Task requirements:
Reproduce all records word for word.

Data section:
# # # #
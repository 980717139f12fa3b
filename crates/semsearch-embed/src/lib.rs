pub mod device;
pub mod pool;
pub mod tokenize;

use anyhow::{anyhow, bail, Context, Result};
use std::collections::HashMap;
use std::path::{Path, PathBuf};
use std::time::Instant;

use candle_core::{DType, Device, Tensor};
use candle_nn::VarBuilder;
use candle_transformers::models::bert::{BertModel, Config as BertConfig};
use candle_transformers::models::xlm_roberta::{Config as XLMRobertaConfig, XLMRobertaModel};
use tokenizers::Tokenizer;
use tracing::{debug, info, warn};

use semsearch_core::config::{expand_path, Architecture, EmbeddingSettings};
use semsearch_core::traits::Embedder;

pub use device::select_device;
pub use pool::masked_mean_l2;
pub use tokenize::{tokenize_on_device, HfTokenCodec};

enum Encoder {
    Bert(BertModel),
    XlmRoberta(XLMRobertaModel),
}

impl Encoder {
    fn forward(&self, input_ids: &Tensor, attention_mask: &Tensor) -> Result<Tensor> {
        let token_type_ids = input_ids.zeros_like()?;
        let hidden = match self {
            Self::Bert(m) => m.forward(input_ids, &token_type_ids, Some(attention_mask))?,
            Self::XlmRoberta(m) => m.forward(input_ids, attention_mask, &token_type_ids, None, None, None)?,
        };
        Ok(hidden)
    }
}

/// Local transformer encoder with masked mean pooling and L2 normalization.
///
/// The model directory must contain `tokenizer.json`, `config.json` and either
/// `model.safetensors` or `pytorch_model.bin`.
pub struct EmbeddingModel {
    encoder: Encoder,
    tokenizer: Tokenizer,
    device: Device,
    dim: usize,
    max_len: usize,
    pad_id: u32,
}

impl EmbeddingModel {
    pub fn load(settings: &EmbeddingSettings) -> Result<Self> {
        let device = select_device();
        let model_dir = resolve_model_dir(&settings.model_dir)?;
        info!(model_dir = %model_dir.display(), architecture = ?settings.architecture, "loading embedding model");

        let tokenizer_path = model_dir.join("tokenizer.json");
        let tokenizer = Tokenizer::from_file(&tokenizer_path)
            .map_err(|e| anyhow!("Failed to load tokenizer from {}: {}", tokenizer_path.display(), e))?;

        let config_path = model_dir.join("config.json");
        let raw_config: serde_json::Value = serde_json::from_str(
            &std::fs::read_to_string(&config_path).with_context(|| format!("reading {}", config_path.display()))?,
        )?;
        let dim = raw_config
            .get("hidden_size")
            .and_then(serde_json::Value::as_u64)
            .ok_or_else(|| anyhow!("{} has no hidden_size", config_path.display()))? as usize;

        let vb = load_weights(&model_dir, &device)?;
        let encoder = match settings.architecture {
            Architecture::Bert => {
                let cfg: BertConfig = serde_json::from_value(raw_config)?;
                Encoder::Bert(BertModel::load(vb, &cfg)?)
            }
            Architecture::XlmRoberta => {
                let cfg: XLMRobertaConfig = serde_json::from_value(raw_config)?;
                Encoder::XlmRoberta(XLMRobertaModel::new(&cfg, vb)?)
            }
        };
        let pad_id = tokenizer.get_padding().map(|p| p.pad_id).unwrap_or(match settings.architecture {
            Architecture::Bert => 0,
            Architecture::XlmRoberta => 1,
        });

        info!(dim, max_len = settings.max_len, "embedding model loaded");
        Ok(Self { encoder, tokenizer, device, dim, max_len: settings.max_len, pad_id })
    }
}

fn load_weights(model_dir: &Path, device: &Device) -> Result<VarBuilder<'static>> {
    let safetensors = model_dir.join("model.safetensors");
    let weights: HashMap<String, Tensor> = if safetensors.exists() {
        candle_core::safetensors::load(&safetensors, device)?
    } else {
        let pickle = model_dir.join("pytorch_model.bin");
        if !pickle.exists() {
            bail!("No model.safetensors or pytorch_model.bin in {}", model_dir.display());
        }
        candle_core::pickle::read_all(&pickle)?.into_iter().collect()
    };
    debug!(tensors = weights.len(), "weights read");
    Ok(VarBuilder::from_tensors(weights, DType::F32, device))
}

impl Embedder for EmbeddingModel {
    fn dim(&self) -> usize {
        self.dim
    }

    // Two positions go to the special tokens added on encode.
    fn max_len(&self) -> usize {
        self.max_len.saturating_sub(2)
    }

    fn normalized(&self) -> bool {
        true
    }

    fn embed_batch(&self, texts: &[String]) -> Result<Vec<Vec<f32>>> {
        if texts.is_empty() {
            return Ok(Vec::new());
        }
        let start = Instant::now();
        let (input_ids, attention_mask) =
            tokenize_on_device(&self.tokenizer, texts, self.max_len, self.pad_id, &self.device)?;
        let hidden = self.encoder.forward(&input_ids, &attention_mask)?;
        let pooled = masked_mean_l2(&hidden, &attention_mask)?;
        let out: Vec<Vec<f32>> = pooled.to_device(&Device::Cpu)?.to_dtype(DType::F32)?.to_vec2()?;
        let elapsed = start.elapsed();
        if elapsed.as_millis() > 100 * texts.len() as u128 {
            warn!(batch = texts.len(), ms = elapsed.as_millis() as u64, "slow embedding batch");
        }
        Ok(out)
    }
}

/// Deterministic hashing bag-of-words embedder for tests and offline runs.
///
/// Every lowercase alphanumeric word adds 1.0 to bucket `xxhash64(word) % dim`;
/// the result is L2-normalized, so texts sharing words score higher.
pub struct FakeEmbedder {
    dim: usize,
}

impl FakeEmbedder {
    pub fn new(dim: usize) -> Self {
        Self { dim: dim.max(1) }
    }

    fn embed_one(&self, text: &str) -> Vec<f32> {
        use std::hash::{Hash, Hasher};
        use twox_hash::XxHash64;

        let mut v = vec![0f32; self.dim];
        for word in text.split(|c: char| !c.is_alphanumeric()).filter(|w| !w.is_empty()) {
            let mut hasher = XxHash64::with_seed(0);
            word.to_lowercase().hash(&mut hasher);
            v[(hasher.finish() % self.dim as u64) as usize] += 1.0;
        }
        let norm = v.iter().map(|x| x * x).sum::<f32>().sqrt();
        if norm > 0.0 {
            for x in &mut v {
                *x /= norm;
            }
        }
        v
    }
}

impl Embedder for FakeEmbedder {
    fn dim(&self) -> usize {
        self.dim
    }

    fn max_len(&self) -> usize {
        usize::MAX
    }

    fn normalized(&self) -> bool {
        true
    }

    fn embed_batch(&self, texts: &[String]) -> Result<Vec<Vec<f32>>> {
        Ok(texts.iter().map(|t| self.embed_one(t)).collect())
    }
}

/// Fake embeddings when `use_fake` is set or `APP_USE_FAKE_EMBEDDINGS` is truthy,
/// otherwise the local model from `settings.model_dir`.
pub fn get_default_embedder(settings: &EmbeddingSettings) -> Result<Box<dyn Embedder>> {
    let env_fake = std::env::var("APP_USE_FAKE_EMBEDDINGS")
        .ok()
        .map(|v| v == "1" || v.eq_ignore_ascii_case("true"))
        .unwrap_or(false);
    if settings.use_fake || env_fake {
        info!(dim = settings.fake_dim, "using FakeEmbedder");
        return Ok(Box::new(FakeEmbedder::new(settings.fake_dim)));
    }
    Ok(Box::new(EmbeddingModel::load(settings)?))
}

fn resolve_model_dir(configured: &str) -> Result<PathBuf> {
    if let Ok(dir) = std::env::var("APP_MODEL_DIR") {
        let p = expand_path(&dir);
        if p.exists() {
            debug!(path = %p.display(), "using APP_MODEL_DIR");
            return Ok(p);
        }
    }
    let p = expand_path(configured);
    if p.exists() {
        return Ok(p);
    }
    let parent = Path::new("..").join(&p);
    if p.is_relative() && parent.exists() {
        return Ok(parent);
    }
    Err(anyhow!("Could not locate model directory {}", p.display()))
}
# # # #
Result of this task:
repository 980717139f12fa3b
filename crates/semsearch-embed/src/lib.rs
pub mod device;
pub mod pool;
pub mod tokenize;

use anyhow::{anyhow, bail, Context, Result};
use std::collections::HashMap;
use std::path::{Path, PathBuf};
use std::time::Instant;

use candle_core::{DType, Device, Tensor};
use candle_nn::VarBuilder;
use candle_transformers::models::bert::{BertModel, Config as BertConfig};
use candle_transformers::models::xlm_roberta::{Config as XLMRobertaConfig, XLMRobertaModel};
use tokenizers::Tokenizer;
use tracing::{debug, info, warn};

use semsearch_core::config::{expand_path, Architecture, EmbeddingSettings};
use semsearch_core::traits::Embedder;

pub use device::select_device;
pub use pool::masked_mean_l2;
pub use tokenize::{tokenize_on_device, HfTokenCodec};

enum Encoder {
    Bert(BertModel),
    XlmRoberta(XLMRobertaModel),
}

impl Encoder {
    fn forward(&self, input_ids: &Tensor, attention_mask: &Tensor) -> Result<Tensor> {
        let token_type_ids = input_ids.zeros_like()?;
        let hidden = match self {
            Self::Bert(m) => m.forward(input_ids, &token_type_ids, Some(attention_mask))?,
            Self::XlmRoberta(m) => m.forward(input_ids, attention_mask, &token_type_ids, None, None, None)?,
        };
        Ok(hidden)
    }
}

/// Local transformer encoder with masked mean pooling and L2 normalization.
///
/// The model directory must contain `tokenizer.json`, `config.json` and either
/// `model.safetensors` or `pytorch_model.bin`.
pub struct EmbeddingModel {
    encoder: Encoder,
    tokenizer: Tokenizer,
    device: Device,
    dim: usize,
    max_len: usize,
    pad_id: u32,
}

impl EmbeddingModel {
    pub fn load(settings: &EmbeddingSettings) -> Result<Self> {
        let device = select_device();
        let model_dir = resolve_model_dir(&settings.model_dir)?;
        info!(model_dir = %model_dir.display(), architecture = ?settings.architecture, "loading embedding model");

        let tokenizer_path = model_dir.join("tokenizer.json");
        let tokenizer = Tokenizer::from_file(&tokenizer_path)
            .map_err(|e| anyhow!("Failed to load tokenizer from {}: {}", tokenizer_path.display(), e))?;

        let config_path = model_dir.join("config.json");
        let raw_config: serde_json::Value = serde_json::from_str(
            &std::fs::read_to_string(&config_path).with_context(|| format!("reading {}", config_path.display()))?,
        )?;
        let dim = raw_config
            .get("hidden_size")
            .and_then(serde_json::Value::as_u64)
            .ok_or_else(|| anyhow!("{} has no hidden_size", config_path.display()))? as usize;

        let vb = load_weights(&model_dir, &device)?;
        let encoder = match settings.architecture {
            Architecture::Bert => {
                let cfg: BertConfig = serde_json::from_value(raw_config)?;
                Encoder::Bert(BertModel::load(vb, &cfg)?)
            }
            Architecture::XlmRoberta => {
                let cfg: XLMRobertaConfig = serde_json::from_value(raw_config)?;
                Encoder::XlmRoberta(XLMRobertaModel::new(&cfg, vb)?)
            }
        };
        let pad_id = tokenizer.get_padding().map(|p| p.pad_id).unwrap_or(match settings.architecture {
            Architecture::Bert => 0,
            Architecture::XlmRoberta => 1,
        });

        info!(dim, max_len = settings.max_len, "embedding model loaded");
        Ok(Self { encoder, tokenizer, device, dim, max_len: settings.max_len, pad_id })
    }
}

fn load_weights(model_dir: &Path, device: &Device) -> Result<VarBuilder<'static>> {
    let safetensors = model_dir.join("model.safetensors");
    let weights: HashMap<String, Tensor> = if safetensors.exists() {
        candle_core::safetensors::load(&safetensors, device)?
    } else {
        let pickle = model_dir.join("pytorch_model.bin");
        if !pickle.exists() {
            bail!("No model.safetensors or pytorch_model.bin in {}", model_dir.display());
        }
        candle_core::pickle::read_all(&pickle)?.into_iter().collect()
    };
    debug!(tensors = weights.len(), "weights read");
    Ok(VarBuilder::from_tensors(weights, DType::F32, device))
}

impl Embedder for EmbeddingModel {
    fn dim(&self) -> usize {
        self.dim
    }

    // Two positions go to the special tokens added on encode.
    fn max_len(&self) -> usize {
        self.max_len.saturating_sub(2)
    }

    fn normalized(&self) -> bool {
        true
    }

    fn embed_batch(&self, texts: &[String]) -> Result<Vec<Vec<f32>>> {
        if texts.is_empty() {
            return Ok(Vec::new());
        }
        let start = Instant::now();
        let (input_ids, attention_mask) =
            tokenize_on_device(&self.tokenizer, texts, self.max_len, self.pad_id, &self.device)?;
        let hidden = self.encoder.forward(&input_ids, &attention_mask)?;
        let pooled = masked_mean_l2(&hidden, &attention_mask)?;
        let out: Vec<Vec<f32>> = pooled.to_device(&Device::Cpu)?.to_dtype(DType::F32)?.to_vec2()?;
        let elapsed = start.elapsed();
        if elapsed.as_millis() > 100 * texts.len() as u128 {
            warn!(batch = texts.len(), ms = elapsed.as_millis() as u64, "slow embedding batch");
        }
        Ok(out)
    }
}

/// Deterministic hashing bag-of-words embedder for tests and offline runs.
///
/// Every lowercase alphanumeric word adds 1.0 to bucket `xxhash64(word) % dim`;
/// the result is L2-normalized, so texts sharing words score higher.
pub struct FakeEmbedder {
    dim: usize,
}

impl FakeEmbedder {
    pub fn new(dim: usize) -> Self {
        Self { dim: dim.max(1) }
    }

    fn embed_one(&self, text: &str) -> Vec<f32> {
        use std::hash::{Hash, Hasher};
        use twox_hash::XxHash64;

        let mut v = vec![0f32; self.dim];
        for word in text.split(|c: char| !c.is_alphanumeric()).filter(|w| !w.is_empty()) {
            let mut hasher = XxHash64::with_seed(0);
            word.to_lowercase().hash(&mut hasher);
            v[(hasher.finish() % self.dim as u64) as usize] += 1.0;
        }
        let norm = v.iter().map(|x| x * x).sum::<f32>().sqrt();
        if norm > 0.0 {
            for x in &mut v {
                *x /= norm;
            }
        }
        v
    }
}

impl Embedder for FakeEmbedder {
    fn dim(&self) -> usize {
        self.dim
    }

    fn max_len(&self) -> usize {
        usize::MAX
    }

    fn normalized(&self) -> bool {
        true
    }

    fn embed_batch(&self, texts: &[String]) -> Result<Vec<Vec<f32>>> {
        Ok(texts.iter().map(|t| self.embed_one(t)).collect())
    }
}

/// Fake embeddings when `use_fake` is set or `APP_USE_FAKE_EMBEDDINGS` is truthy,
/// otherwise the local model from `settings.model_dir`.
pub fn get_default_embedder(settings: &EmbeddingSettings) -> Result<Box<dyn Embedder>> {
    let env_fake = std::env::var("APP_USE_FAKE_EMBEDDINGS")
        .ok()
        .map(|v| v == "1" || v.eq_ignore_ascii_case("true"))
        .unwrap_or(false);
    if settings.use_fake || env_fake {
        info!(dim = settings.fake_dim, "using FakeEmbedder");
        return Ok(Box::new(FakeEmbedder::new(settings.fake_dim)));
    }
    Ok(Box::new(EmbeddingModel::load(settings)?))
}

fn resolve_model_dir(configured: &str) -> Result<PathBuf> {
    if let Ok(dir) = std::env::var("APP_MODEL_DIR") {
        let p = expand_path(&dir);
        if p.exists() {
            debug!(path = %p.display(), "using APP_MODEL_DIR");
            return Ok(p);
        }
    }
    let p = expand_path(configured);
    if p.exists() {
        return Ok(p);
    }
    let parent = Path::new("..").join(&p);
    if p.is_relative() && parent.exists() {
        return Ok(parent);
    }
    Err(anyhow!("Could not locate model directory {}", p.display()))
}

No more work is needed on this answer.